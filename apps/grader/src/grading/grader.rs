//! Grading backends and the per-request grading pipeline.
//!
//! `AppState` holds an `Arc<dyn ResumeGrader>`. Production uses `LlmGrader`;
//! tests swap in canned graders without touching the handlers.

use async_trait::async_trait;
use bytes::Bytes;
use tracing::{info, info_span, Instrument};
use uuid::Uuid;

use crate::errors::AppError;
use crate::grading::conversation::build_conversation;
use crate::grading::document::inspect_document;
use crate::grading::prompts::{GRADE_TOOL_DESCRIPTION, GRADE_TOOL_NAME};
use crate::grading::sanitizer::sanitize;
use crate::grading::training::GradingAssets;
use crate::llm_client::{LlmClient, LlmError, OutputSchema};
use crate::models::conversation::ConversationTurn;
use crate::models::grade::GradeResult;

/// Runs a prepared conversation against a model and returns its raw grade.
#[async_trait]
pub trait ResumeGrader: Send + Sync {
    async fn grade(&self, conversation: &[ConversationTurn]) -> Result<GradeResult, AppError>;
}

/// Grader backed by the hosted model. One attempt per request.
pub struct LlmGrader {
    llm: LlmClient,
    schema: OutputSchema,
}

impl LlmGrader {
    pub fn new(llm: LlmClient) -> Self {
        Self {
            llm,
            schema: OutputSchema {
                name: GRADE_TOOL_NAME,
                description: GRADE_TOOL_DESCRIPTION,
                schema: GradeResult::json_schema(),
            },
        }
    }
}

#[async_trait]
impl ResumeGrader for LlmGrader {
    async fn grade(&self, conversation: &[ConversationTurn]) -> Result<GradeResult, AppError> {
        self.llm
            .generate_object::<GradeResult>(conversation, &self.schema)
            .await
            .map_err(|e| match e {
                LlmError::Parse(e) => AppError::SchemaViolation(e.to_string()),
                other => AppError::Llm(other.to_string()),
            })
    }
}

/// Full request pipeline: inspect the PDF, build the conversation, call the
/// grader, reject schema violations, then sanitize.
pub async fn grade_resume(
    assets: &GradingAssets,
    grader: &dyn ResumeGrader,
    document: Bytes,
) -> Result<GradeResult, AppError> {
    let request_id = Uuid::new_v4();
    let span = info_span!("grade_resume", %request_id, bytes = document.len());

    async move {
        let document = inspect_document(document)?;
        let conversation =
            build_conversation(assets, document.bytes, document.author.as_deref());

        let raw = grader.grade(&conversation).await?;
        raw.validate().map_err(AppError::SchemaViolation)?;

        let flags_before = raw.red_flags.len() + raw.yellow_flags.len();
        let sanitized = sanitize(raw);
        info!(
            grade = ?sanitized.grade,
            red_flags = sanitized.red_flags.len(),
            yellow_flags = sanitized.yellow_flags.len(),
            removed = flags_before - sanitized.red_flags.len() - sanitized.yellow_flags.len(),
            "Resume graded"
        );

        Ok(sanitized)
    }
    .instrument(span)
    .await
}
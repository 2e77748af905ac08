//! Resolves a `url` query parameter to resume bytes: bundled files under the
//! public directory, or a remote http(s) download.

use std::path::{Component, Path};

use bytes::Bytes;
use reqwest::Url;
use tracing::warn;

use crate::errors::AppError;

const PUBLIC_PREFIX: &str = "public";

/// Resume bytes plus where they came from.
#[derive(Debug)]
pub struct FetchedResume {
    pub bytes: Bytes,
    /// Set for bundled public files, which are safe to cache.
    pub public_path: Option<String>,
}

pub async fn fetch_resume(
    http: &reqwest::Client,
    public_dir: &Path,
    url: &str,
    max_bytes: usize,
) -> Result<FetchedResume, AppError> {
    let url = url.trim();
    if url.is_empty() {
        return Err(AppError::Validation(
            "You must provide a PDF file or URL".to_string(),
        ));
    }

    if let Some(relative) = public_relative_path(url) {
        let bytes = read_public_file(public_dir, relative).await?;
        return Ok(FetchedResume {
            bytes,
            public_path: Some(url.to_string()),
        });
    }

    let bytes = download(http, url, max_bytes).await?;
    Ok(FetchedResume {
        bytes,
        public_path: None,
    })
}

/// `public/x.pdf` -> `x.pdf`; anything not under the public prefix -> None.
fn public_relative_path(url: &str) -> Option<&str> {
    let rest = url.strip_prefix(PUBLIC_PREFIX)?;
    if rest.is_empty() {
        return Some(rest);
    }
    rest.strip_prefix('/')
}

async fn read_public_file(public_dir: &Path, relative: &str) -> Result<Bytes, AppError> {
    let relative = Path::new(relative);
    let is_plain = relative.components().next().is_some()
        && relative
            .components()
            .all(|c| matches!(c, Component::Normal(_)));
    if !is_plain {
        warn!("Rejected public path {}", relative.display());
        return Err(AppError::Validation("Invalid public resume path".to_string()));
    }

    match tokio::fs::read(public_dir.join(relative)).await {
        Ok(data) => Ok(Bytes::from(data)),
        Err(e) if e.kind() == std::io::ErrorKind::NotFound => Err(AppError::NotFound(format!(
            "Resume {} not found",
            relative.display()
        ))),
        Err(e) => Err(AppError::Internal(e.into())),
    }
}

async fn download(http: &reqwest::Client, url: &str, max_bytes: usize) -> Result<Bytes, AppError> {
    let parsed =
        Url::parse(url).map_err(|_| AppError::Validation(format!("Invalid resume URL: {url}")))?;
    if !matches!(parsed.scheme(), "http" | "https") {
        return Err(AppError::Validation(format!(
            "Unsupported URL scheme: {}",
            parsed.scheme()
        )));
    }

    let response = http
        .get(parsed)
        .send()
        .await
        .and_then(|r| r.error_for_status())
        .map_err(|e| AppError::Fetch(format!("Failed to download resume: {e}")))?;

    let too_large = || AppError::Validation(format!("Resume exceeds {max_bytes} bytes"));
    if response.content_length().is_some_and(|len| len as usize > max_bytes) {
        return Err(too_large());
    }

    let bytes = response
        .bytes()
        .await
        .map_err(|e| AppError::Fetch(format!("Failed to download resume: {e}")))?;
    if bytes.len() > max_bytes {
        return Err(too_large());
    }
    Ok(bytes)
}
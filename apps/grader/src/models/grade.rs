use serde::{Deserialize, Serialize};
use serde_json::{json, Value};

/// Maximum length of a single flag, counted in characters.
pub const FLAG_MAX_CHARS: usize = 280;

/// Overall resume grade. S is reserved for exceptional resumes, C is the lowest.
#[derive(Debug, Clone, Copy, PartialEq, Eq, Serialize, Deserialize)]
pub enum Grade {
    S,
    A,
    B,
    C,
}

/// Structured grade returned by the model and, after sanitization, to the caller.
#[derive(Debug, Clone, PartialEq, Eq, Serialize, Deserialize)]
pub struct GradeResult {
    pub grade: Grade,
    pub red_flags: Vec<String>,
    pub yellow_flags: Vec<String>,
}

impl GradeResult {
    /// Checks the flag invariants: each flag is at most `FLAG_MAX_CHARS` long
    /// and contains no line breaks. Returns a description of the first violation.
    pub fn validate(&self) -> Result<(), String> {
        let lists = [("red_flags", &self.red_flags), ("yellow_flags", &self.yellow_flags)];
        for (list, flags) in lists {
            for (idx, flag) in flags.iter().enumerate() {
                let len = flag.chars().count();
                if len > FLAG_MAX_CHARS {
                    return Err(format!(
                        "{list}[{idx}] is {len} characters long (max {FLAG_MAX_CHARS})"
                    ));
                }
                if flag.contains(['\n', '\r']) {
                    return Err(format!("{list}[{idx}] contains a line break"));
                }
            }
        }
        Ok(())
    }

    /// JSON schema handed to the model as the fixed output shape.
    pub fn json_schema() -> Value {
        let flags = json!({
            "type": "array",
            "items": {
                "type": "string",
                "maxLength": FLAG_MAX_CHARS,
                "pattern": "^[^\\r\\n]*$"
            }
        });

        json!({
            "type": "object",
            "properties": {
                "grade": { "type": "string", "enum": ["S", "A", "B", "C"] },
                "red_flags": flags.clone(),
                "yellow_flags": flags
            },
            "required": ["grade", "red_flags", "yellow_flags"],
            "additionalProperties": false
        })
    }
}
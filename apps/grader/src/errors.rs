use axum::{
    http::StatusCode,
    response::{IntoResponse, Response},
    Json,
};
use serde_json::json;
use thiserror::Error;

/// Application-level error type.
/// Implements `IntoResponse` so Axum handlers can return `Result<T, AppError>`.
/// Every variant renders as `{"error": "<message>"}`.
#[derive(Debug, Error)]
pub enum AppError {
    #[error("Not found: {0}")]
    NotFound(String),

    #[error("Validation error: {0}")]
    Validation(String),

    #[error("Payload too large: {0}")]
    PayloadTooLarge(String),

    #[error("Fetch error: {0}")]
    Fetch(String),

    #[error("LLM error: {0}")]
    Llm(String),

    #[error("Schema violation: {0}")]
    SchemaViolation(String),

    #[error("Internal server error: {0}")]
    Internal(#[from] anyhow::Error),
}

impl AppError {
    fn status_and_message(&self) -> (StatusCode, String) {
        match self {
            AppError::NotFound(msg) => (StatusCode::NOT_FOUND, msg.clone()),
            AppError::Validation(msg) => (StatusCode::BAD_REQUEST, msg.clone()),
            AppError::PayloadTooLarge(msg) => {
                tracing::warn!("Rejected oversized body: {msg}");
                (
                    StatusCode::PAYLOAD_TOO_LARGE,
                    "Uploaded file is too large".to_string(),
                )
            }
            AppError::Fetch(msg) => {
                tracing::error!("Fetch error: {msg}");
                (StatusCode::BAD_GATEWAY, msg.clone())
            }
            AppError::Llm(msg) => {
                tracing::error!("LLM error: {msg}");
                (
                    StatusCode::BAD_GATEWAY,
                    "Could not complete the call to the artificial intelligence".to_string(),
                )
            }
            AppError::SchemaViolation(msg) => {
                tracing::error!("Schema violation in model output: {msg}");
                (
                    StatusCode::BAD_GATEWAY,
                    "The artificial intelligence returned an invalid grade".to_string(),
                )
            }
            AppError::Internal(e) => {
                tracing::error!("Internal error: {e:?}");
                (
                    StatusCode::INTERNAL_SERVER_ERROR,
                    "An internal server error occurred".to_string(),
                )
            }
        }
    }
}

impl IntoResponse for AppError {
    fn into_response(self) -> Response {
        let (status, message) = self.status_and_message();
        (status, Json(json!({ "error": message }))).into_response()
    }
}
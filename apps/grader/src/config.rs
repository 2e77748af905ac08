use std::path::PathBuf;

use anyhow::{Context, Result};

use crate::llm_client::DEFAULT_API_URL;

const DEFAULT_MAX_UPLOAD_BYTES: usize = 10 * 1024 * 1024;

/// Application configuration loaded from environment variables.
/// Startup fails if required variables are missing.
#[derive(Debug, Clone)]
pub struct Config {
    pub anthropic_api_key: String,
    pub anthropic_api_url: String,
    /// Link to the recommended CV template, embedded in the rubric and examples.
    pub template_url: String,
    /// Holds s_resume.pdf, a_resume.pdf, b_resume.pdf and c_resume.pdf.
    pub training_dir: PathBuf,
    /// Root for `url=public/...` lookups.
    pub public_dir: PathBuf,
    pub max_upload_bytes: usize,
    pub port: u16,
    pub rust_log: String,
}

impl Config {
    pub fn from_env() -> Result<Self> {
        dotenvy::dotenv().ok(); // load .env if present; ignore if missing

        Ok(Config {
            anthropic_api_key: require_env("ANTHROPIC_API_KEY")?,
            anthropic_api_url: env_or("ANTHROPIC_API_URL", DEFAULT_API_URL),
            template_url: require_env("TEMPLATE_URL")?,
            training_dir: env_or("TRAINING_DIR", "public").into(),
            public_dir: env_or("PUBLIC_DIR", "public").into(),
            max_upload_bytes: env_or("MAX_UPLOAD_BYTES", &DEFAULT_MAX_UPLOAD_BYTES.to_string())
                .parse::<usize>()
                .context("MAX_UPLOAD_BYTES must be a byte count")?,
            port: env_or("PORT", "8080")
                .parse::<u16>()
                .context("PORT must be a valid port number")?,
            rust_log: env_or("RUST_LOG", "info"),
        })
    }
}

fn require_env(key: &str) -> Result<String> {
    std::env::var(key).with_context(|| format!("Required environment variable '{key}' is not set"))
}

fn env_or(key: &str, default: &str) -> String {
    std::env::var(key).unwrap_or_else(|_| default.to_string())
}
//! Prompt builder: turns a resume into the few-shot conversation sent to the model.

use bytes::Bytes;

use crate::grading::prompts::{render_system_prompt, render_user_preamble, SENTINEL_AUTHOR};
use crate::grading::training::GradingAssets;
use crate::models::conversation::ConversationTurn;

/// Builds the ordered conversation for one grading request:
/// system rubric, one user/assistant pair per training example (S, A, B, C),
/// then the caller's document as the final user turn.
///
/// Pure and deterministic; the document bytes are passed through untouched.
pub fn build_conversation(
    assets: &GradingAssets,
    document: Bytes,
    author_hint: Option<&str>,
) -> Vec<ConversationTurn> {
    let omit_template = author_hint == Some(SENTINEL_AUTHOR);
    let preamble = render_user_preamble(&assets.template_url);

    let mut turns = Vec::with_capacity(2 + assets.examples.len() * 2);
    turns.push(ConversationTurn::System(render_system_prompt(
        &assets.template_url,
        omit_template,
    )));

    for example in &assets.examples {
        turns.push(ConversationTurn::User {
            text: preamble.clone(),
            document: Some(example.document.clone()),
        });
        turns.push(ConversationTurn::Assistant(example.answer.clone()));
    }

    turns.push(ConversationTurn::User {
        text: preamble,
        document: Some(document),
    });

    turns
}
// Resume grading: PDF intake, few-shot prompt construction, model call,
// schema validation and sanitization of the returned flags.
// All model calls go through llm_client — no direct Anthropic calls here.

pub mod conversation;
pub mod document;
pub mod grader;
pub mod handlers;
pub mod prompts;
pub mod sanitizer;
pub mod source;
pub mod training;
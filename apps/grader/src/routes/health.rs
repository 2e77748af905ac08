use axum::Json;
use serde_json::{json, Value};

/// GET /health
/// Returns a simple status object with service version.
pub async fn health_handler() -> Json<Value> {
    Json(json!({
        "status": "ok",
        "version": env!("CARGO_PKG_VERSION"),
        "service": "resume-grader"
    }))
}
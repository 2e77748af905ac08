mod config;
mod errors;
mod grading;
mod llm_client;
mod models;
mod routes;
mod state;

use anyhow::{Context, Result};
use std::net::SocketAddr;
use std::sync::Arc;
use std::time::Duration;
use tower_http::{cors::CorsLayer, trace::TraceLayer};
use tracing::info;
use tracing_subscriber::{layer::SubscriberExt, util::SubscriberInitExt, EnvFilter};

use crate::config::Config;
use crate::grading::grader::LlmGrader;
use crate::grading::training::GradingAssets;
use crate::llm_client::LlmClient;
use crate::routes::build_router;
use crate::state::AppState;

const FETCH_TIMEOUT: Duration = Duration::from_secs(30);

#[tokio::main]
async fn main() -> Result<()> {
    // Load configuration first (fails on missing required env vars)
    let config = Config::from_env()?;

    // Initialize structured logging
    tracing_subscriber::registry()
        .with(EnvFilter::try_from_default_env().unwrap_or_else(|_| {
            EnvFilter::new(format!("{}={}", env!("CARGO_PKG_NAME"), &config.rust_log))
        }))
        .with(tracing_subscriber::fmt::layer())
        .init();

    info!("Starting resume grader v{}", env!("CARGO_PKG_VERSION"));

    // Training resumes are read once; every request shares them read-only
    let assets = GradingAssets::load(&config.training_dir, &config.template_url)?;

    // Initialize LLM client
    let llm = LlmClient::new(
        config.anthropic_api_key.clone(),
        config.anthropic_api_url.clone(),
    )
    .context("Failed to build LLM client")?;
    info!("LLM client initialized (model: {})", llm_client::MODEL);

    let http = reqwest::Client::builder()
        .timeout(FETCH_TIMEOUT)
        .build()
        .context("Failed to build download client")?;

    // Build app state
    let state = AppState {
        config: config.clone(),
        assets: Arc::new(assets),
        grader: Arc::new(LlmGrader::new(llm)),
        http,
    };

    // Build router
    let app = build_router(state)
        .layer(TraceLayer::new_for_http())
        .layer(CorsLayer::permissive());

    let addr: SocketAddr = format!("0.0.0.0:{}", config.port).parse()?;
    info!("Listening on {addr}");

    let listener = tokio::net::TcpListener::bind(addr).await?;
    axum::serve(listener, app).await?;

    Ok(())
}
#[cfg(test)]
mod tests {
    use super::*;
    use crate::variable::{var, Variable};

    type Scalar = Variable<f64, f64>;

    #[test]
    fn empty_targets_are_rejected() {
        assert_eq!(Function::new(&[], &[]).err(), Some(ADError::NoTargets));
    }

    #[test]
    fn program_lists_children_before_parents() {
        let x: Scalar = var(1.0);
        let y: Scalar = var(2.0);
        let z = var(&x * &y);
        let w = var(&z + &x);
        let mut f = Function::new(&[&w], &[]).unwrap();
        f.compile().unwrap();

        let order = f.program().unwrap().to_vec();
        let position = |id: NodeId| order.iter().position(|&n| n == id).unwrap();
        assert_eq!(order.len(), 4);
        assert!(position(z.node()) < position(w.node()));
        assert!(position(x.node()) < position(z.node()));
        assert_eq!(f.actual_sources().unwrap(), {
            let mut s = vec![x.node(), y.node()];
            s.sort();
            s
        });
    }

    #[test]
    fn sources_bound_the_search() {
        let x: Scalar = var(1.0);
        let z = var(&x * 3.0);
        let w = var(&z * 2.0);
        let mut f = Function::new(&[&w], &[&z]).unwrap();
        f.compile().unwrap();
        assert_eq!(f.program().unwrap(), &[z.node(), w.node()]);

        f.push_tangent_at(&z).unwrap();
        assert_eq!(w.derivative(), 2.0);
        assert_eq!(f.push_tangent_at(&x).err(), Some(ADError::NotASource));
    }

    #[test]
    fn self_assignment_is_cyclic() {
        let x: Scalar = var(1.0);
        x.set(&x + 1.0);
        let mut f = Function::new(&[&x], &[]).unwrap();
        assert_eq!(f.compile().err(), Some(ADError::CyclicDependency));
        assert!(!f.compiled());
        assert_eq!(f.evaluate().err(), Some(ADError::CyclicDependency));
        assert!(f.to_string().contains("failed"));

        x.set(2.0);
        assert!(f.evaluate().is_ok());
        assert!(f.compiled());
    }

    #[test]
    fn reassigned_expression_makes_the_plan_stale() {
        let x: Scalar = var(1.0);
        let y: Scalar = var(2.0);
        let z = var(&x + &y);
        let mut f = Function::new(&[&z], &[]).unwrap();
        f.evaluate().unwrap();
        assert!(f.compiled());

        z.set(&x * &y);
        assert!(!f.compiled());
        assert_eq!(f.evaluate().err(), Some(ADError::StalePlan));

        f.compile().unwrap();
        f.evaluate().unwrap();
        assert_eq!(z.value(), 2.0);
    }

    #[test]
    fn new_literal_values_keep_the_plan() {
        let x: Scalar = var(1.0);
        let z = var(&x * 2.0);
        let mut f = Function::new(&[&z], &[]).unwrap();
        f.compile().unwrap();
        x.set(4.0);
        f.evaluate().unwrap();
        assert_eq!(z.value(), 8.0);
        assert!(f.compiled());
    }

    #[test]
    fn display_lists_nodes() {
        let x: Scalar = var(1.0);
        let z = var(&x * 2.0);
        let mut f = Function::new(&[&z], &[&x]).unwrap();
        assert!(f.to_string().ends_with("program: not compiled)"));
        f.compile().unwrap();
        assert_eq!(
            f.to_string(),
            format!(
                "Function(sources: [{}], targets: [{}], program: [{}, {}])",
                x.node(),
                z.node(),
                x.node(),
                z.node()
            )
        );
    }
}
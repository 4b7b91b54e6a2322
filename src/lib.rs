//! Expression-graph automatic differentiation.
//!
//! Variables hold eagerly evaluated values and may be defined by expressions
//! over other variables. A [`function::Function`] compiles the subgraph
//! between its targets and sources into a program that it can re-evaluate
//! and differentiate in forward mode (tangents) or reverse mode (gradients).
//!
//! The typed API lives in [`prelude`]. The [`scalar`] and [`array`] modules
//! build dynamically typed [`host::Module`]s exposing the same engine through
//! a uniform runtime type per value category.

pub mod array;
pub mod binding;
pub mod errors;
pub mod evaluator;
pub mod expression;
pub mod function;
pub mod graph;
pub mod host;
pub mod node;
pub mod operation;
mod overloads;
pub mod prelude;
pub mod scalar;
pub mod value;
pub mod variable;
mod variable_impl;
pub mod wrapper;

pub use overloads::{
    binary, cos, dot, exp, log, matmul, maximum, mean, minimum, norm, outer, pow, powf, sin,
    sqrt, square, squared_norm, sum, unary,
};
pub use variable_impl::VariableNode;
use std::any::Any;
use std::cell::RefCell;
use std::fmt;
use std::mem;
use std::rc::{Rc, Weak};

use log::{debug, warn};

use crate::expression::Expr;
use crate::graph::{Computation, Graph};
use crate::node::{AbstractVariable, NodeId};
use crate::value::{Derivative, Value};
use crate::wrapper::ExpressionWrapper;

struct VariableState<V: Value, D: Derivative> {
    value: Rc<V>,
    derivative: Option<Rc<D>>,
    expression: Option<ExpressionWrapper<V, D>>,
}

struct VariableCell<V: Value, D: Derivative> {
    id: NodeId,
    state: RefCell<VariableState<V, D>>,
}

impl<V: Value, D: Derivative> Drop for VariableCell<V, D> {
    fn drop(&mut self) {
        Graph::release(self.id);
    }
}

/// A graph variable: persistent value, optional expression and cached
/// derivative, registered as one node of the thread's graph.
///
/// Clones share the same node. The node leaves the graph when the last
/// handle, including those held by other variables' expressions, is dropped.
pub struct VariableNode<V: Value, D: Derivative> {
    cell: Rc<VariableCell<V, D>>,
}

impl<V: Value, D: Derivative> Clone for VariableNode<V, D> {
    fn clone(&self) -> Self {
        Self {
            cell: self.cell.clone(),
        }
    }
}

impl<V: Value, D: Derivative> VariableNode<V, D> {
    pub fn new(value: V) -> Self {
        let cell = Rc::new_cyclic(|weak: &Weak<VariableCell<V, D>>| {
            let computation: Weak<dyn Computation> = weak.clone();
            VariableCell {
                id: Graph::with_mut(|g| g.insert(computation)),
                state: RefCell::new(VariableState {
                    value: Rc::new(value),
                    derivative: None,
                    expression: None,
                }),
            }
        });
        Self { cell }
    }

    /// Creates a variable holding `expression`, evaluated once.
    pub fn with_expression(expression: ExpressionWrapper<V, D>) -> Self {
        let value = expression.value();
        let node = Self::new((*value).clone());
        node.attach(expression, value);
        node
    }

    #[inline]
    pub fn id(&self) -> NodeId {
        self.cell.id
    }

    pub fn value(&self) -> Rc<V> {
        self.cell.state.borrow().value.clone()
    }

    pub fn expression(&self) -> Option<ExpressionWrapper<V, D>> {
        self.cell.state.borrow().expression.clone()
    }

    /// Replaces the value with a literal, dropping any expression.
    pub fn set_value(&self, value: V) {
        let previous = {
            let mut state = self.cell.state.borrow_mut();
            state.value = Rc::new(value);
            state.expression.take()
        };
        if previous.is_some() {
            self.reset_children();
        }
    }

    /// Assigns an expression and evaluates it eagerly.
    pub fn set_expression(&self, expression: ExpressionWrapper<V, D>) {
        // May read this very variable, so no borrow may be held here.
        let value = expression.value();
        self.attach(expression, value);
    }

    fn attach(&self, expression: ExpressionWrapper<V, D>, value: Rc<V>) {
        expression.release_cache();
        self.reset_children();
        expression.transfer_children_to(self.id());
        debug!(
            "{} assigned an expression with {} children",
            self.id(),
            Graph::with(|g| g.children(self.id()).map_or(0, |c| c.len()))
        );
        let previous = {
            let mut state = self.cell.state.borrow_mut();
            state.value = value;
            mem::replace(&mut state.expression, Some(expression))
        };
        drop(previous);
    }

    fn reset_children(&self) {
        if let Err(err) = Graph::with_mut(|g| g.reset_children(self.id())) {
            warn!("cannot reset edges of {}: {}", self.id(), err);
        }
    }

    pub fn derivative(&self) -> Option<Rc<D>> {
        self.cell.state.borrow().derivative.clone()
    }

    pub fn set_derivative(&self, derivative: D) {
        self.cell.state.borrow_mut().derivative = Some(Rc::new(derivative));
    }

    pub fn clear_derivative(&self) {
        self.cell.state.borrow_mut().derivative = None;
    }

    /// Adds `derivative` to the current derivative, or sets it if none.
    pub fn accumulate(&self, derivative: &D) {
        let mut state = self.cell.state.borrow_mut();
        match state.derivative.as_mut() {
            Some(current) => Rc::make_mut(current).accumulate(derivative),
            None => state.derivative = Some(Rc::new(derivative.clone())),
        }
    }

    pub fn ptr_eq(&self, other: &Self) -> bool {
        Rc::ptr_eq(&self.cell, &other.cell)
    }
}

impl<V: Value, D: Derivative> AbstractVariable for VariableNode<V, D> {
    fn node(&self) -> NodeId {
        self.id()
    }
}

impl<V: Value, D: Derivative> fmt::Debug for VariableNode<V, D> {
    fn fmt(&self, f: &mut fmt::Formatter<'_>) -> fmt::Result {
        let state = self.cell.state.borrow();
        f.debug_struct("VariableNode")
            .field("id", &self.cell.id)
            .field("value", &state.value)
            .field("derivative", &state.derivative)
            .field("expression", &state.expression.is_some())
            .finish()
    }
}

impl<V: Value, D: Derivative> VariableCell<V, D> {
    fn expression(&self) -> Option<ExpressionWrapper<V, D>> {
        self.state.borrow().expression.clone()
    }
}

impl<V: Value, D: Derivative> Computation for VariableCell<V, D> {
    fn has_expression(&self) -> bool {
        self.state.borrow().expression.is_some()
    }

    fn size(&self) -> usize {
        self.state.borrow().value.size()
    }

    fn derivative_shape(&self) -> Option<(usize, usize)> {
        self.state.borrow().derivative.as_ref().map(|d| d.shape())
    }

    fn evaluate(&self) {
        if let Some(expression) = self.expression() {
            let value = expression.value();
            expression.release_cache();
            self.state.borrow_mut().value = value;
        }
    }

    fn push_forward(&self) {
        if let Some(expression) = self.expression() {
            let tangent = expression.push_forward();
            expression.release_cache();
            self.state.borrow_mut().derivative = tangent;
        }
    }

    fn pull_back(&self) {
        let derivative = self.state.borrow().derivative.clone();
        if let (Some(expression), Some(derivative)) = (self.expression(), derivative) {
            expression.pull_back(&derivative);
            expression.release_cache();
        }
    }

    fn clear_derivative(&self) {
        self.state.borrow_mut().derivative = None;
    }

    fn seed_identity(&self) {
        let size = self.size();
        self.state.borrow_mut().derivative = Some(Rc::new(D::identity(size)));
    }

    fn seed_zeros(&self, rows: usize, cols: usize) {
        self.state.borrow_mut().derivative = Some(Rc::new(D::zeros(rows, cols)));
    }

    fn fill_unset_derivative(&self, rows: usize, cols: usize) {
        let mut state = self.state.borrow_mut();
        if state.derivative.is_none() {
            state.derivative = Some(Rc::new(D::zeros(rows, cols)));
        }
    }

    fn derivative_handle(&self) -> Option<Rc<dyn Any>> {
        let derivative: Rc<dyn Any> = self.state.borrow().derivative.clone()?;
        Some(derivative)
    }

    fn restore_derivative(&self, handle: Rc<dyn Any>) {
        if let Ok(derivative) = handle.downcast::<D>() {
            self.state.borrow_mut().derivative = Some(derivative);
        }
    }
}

*-*-*

- _The task_:
Where a line in the listing above includes the string "ADError", copy that line.

- _Written response_:
        assert_eq!(Function::new(&[], &[]).err(), Some(ADError::NoTargets));
        assert_eq!(f.push_tangent_at(&x).err(), Some(ADError::NotASource));
        assert_eq!(f.compile().err(), Some(ADError::CyclicDependency));
        assert_eq!(f.evaluate().err(), Some(ADError::CyclicDependency));
        assert_eq!(f.evaluate().err(), Some(ADError::StalePlan));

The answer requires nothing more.